El escándalo tras la desclasificación de millones de documentos relacionados con el pederasta y multimillonario Jeffrey Epstein cada vez se vuelve de mayor magnitud. Los recientes archivos han vuelto a poner el foco sobre la figura del magnate estadounidense, pero también sobre aquellas ideas que guiaban gran parte de su día a día y de sus inversiones. Dicho de otra manera: qué hacía con su dinero. De hecho, nos ha hablado en La Rosa de los Vientos el profesor de Psicología de la Universidad de Navarra Leonardo Gaitán, quien detalla cómo los archivos descubren y muestran el gran interés de Epstein por el transhumanismo, un movimiento filosófico y científico que persigue la mejora tecnológica del ser humano e incluso la superación de la muerte.

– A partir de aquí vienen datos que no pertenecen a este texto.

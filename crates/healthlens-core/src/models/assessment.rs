//! Assessment record models.

use std::collections::HashMap;

use serde::{Deserialize, Serialize};

/// User id recorded when nobody is signed in at submission time.
pub const ANONYMOUS_USER_ID: &str = "anonymous";

/// The latest submitted health-questionnaire snapshot.
///
/// Holds the full form as submitted plus the derived BMI and a submission
/// timestamp. Persisted as a single record that fully replaces any prior
/// submission; there is no history and no merge.
#[derive(Debug, Clone, Serialize, Deserialize, PartialEq)]
pub struct AssessmentRecord {
    /// Raw form fields, string keys to string values
    pub fields: HashMap<String, String>,
    /// BMI derived at submission time (1-decimal rounding), if computable
    pub bmi: Option<f64>,
    /// Id of the submitting user, or [`ANONYMOUS_USER_ID`]
    pub user_id: String,
    /// Submission timestamp
    pub submitted_at: String,
}

impl AssessmentRecord {
    /// Create a record from submitted fields.
    ///
    /// `bmi` is computed by the caller (see `risk::normalizer::derive_bmi`)
    /// so that the record stores exactly what the dashboard will read back.
    pub fn new(fields: HashMap<String, String>, bmi: Option<f64>, user_id: Option<String>) -> Self {
        Self {
            fields,
            bmi,
            user_id: user_id.unwrap_or_else(|| ANONYMOUS_USER_ID.to_string()),
            submitted_at: chrono::Utc::now().to_rfc3339(),
        }
    }

    /// Look up a raw form field.
    pub fn field(&self, key: &str) -> Option<&str> {
        self.fields.get(key).map(String::as_str)
    }
}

Buena parte de la documentación apunta a la afinidad de Epstein con dicho pensamiento, una corriente que el profesor define como un movimiento "cultural, filosófico y científico" orientado a eliminar el sufrimiento, la enfermedad y, en última instancia, evitar la muerte mediante el uso de la tecnología.
Se creía poseedor de una genética privilegiada y superior
Uno de los aspectos más escalofriantes es la cuantiosa inversión que Epstein realizó en universidades e instituciones científicas de primer nivel para financiar investigaciones vinculadas al rejuvenecimiento, la superlongevidad o el estudio de los procesos cognitivos. Todo con un oscuro objetivo: mejorar la especie humana.
Entre las instituciones mencionadas figuraron la Universidad de Harvard y el Instituto Tecnológico de Massachusetts (MIT). Gaitán Mántaras asegura que Epstein llegó a financiar proyectos de investigación en Harvard y que incluso disponía allí de una oficina propia. En este punto es donde entra en juego la relación entre el pensamiento transhumanista y la eugenesia. Según detalla el profesor, Epstein llegó a expresar que creía tener "una genética privilegiada y superior" con la que pretendía "inseminar mujeres para sembrar la raza humana con su ADN".
Quería sembrar la raza humana con su ADN
El magnate seleccionaba candidatas que debían cumplir determinados requisitos: ser jóvenes, muy atractivas y contar además con "altos méritos académicos". Para el profesor, esta visión revela una lógica que reduce a las personas a instrumentos y que podría haber servido como "marco legitimador" de sus conductas delictivas.
Años después de su muerte, la vida de Epstein sigue siendo un gran misterio a pesar de los millones de documentos que fueron desclasificados, de los cuales, advierte Gaitán, queda aún mucho que conocer.